We lapsed into Kafkaesque absurdities in other areas. Anyone who has had to consult numerous specialists, visit care centers for tests and treatments, purchase prescriptions and other medical supplies, knows what it means to be buried under billings and insurance forms. Nothing seems to be standardized: the neurologist’s forms are unlike the opthalmologist’s; the surgeon requires that you file your own insurance claims; the insurance company’s communications value convenience more than clarity; every office or agency has different systems, different policies. When one is ill or stressed and taxed for time, such idiosyncracies afford little amusement.

One thinks of Kafka’s protagonist K. who, having reached the outer precincts of the inscrutable Castle, encounters with amazement a seemingly endless array of files and official paperwork. He senses that they may relate importantly to his case, but he has no clue how to access them. Like Kafka, I found in this confusing and irritating battery of business documents a bizarre symbol of disjunction

the impersonal face of the health care establishment, seemingly impervious to the existential anxiety that derives from human illness.

The pressure of dealing with the outside world became increasingly compounded by intrafamily stresses. It is natural that tensions arise in families due to differences of temperaments, priorities, generational and gender perspectives. Under the best of conditions, these are accommodated and minimized. But when there are too many demands, too few resources to meet them, and too little outlet for emotion, normally good relationships become brittle. I state the obvious. Over the years our family has done, I suppose, as well as most in managing our differences, but before Brad’s ordeal was over we all felt the lacerations of blame and frustration.

Toward the end Brad’s temper was uneven. Mostly he was gentle and patient. But as his sense of autonomy declined, as he grew increasingly dependent even in small matters, his frustration could erupt in sarcasm or anger. Those who stood by, who loved him and tried to ease his pain, were on those occasions the innocents on whom his wrath fell. He would apologize

but the hurt lingered.

One facet of this internal tension was sharply focused in late October 1985 as Brad slipped into the throes of what proved to be pneumocystis pneumonia. It can be difficult for laypeople to assess just how ill a person is and how much immediate professional attention is needed. Brad emphatically did not want to be hospitalized, and he protested that his symptoms could be treated at home. Ambivalently, I accepted his assessment of the situation. Sandra, more sensitive to his real condition than I, pressed hard to give Ratcliff power to hospitalize him. We had a standoff for forty-eight hours during which time she remained in his room to minister to his needs.
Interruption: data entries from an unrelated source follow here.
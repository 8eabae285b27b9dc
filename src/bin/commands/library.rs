use std::io::{self, Write};

use anyhow::{Context, Result};
use clap::Args;
use prettytable::{Table, format, row};

use molecule_kit::MoleculeLibrary;

use crate::commands::print_boxed_label;

/// Lists named molecules, optionally filtered by name.
#[derive(Debug, Default, Args)]
pub struct LibraryArgs {
    /// Only show molecules whose name contains this text.
    #[arg(short, long, value_name = "TEXT")]
    filter: Option<String>,
}

pub fn run(library: &MoleculeLibrary, args: &LibraryArgs) -> Result<()> {
    let filter = args.filter.as_deref().map(str::to_ascii_lowercase);
    let mut stdout = io::stdout().lock();

    print_boxed_label(&mut stdout, "Named Molecules")?;
    let mut table = Table::new();
    table.set_format(*format::consts::FORMAT_BOX_CHARS);
    table.set_titles(row!["Name", "Formula", "Hill", "Atoms", "Bonds", "CID"]);

    let mut shown = 0;
    for molecule in library.complete_molecules() {
        if filter
            .as_deref()
            .is_some_and(|text| !molecule.common_name().contains(text))
        {
            continue;
        }
        let structure = molecule.structure();
        table.add_row(row![
            molecule.display_name(),
            molecule.molecular_formula(),
            structure.hill_system_formula(),
            structure.atom_count(),
            structure.bond_count(),
            molecule.cid()
        ]);
        shown += 1;
    }
    table
        .print(&mut stdout)
        .context("Failed to render molecule table")?;

    writeln!(
        &mut stdout,
        "{} of {} named molecules, {} allowed structures",
        shown,
        library.complete_molecules().len(),
        library.allowed_structure_count()
    )?;
    Ok(())
}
She knew his condition was sinking rapidly, and she was frustrated with our denial and male stoicism. For her, it was a confrontation of masculine and feminine ways of understanding and evaluating. Following this incident, she felt increasingly isolated and powerless in an otherwise all-male household whenever her feelings ran counter to Brad’s and to my wait-and-see, tough-it-out mentality.

Aside from Brad, it was Sandra who bore the brunt of the long ordeal. Gene Ratcliff observed that it was she who steadied us all and kept us from unraveling. He admired her for her grit and was surprised that she had held together so well. She had done so at considerable cost. She had been the essential care giver, day in, day out. She had done most of the nursing, had been the manager who dealt with all the daily details. She was the first line of advice and support, the listening ear when Brad (or any of the rest of us) needed to talk, or the closest target when he needed to vent his anger. It was she who was always half awake at night, listening for him much as she had done twenty-seven years earlier, she who could sense when he needed assurance to get him through the night. Mostly it was a twenty-four-hour-a-day job, and she filled it for eighteen months.